The content of the article:

  1. How and when to lower diastolic blood pressure at home without medication
  2. How to lower diastolic pressure with medications
  3. What is diastolic pressure and the reasons for its rise
  4. Symptoms
  5. Diagnostics
  6. Video

Not so long ago, the question of how to quickly reduce diastolic pressure (with drugs, folk remedies) was more interested in people of the older age group. However, over the past few decades, diseases of the cardiovascular system have sharply rejuvenated, and now arterial hypertension, including isolated diastolic hypertension, is often detected in young people and even adolescents.

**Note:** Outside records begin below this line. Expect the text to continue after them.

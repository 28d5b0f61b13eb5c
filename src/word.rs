//! Validated words and the candidate set they are collected into.

use crate::error::{Result, WordleError};
use crate::feedback::FeedbackCode;
use crate::MAX_WORD_LENGTH;
use std::collections::HashSet;
use std::fmt;
use std::str::FromStr;

/// A lowercase word made only of the letters `a` to `z`.
#[derive(Debug, Clone, PartialEq, Eq, Hash, PartialOrd, Ord)]
pub struct Word(String);

impl Word {
    /// Trim and lowercase `s`, then check that it is a usable word of any supported length.
    pub fn new(s: &str) -> Result<Self> {
        let normalized = s.trim().to_lowercase();
        if normalized.is_empty() {
            return Err(WordleError::InvalidWord {
                word: s.to_string(),
                reason: "word is empty",
            });
        }
        if !normalized.bytes().all(|b| b.is_ascii_lowercase()) {
            return Err(WordleError::InvalidWord {
                word: s.to_string(),
                reason: "only the letters a to z are allowed",
            });
        }
        if normalized.len() > MAX_WORD_LENGTH {
            return Err(WordleError::InvalidWord {
                word: s.to_string(),
                reason: "word is too long",
            });
        }
        Ok(Self(normalized))
    }

    /// Like [`Word::new`], but also require exactly `length` letters.
    pub fn with_length(s: &str, length: usize) -> Result<Self> {
        let word = Self::new(s)?;
        word.expect_length(length)?;
        Ok(word)
    }

    pub fn as_str(&self) -> &str {
        &self.0
    }

    pub fn as_bytes(&self) -> &[u8] {
        self.0.as_bytes()
    }

    pub fn len(&self) -> usize {
        self.0.len()
    }

    pub fn is_empty(&self) -> bool {
        self.0.is_empty()
    }

    pub(crate) fn expect_length(&self, length: usize) -> Result<()> {
        if self.len() == length {
            Ok(())
        } else {
            Err(WordleError::LengthMismatch {
                word: self.0.clone(),
                expected: length,
                found: self.len(),
            })
        }
    }
}

impl FromStr for Word {
    type Err = WordleError;

    fn from_str(s: &str) -> Result<Self> {
        Self::new(s)
    }
}

impl AsRef<str> for Word {
    fn as_ref(&self) -> &str {
        &self.0
    }
}

impl fmt::Display for Word {
    fn fmt(&self, f: &mut fmt::Formatter<'_>) -> fmt::Result {
        f.write_str(&self.0)
    }
}

/// The words still consistent with every feedback seen so far.
///
/// Keeps insertion order, never holds duplicates, and every member has the same length.
/// The length is remembered even after filtering empties the set.
#[derive(Debug, Clone, PartialEq, Eq)]
pub struct CandidateSet {
    words: Vec<Word>,
    word_length: usize,
}

impl CandidateSet {
    /// Build a universe of `word_length`-letter words.
    ///
    /// Repeated words are dropped, keeping the first occurrence. A word of any other
    /// length is rejected, and so is an empty input.
    pub fn new(words: impl IntoIterator<Item = Word>, word_length: usize) -> Result<Self> {
        let mut seen = HashSet::new();
        let mut unique = Vec::new();
        let mut duplicates = 0usize;

        for word in words {
            word.expect_length(word_length)?;
            if seen.insert(word.clone()) {
                unique.push(word);
            } else {
                duplicates += 1;
            }
        }

        if unique.is_empty() {
            return Err(WordleError::EmptyUniverse);
        }

        log::debug!(
            "built universe of {} words of length {} ({} duplicates dropped)",
            unique.len(),
            word_length,
            duplicates
        );

        Ok(Self {
            words: unique,
            word_length,
        })
    }

    /// Parse and validate a list of strings into a universe.
    pub fn from_strs<S: AsRef<str>>(words: &[S], word_length: usize) -> Result<Self> {
        let parsed = words
            .iter()
            .map(|w| Word::with_length(w.as_ref(), word_length))
            .collect::<Result<Vec<_>>>()?;
        Self::new(parsed, word_length)
    }

    pub fn word_length(&self) -> usize {
        self.word_length
    }

    pub fn len(&self) -> usize {
        self.words.len()
    }

    pub fn is_empty(&self) -> bool {
        self.words.is_empty()
    }

    pub fn words(&self) -> &[Word] {
        &self.words
    }

    pub fn iter(&self) -> std::slice::Iter<'_, Word> {
        self.words.iter()
    }

    pub fn contains(&self, word: &Word) -> bool {
        self.words.contains(word)
    }

    /// Keep only the words that would have produced `code` for `guess`.
    ///
    /// The set only ever shrinks. A target that honestly produced `code` always survives.
    pub fn retain_matching(&mut self, guess: &Word, code: FeedbackCode) -> Result<()> {
        guess.expect_length(self.word_length)?;
        self.words
            .retain(|candidate| FeedbackCode::compute(guess, candidate) == code);
        Ok(())
    }

    /// Non-mutating version of [`CandidateSet::retain_matching`].
    pub fn filtered(&self, guess: &Word, code: FeedbackCode) -> Result<Self> {
        let mut out = self.clone();
        out.retain_matching(guess, code)?;
        Ok(out)
    }
}

impl<'a> IntoIterator for &'a CandidateSet {
    type Item = &'a Word;
    type IntoIter = std::slice::Iter<'a, Word>;

    fn into_iter(self) -> Self::IntoIter {
        self.words.iter()
    }
}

If the rise in pressure is insignificant, you can try to reduce it without resorting to medication
If the rise in pressure is insignificant, you can try to reduce it without resorting to medication

If the rise in pressure is insignificant, you can try to reduce it without resorting to medication.

How and when to lower diastolic blood pressure at home without medication

There are many drugs that can quickly normalize high blood pressure, but they all have a number of side effects. Therefore, with initial hypertension, they try to do without drugs.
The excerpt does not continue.